— PROBLEM TO SOLVE —
Below is a block of records; repeat all of them exactly.

— RECORDS PROVIDED —
:::

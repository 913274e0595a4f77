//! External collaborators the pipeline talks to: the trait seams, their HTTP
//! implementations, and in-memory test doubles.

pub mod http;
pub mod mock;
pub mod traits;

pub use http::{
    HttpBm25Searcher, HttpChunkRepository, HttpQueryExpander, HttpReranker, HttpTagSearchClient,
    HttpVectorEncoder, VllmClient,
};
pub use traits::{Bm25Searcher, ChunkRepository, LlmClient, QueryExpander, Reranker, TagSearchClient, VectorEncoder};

:::

— PROBLEM SOLUTION —
repository 913274e0595a4f77
//! External collaborators the pipeline talks to: the trait seams, their HTTP
//! implementations, and in-memory test doubles.

pub mod http;
pub mod mock;
pub mod traits;

pub use http::{
    HttpBm25Searcher, HttpChunkRepository, HttpQueryExpander, HttpReranker, HttpTagSearchClient,
    HttpVectorEncoder, VllmClient,
};
pub use traits::{Bm25Searcher, ChunkRepository, LlmClient, QueryExpander, Reranker, TagSearchClient, VectorEncoder};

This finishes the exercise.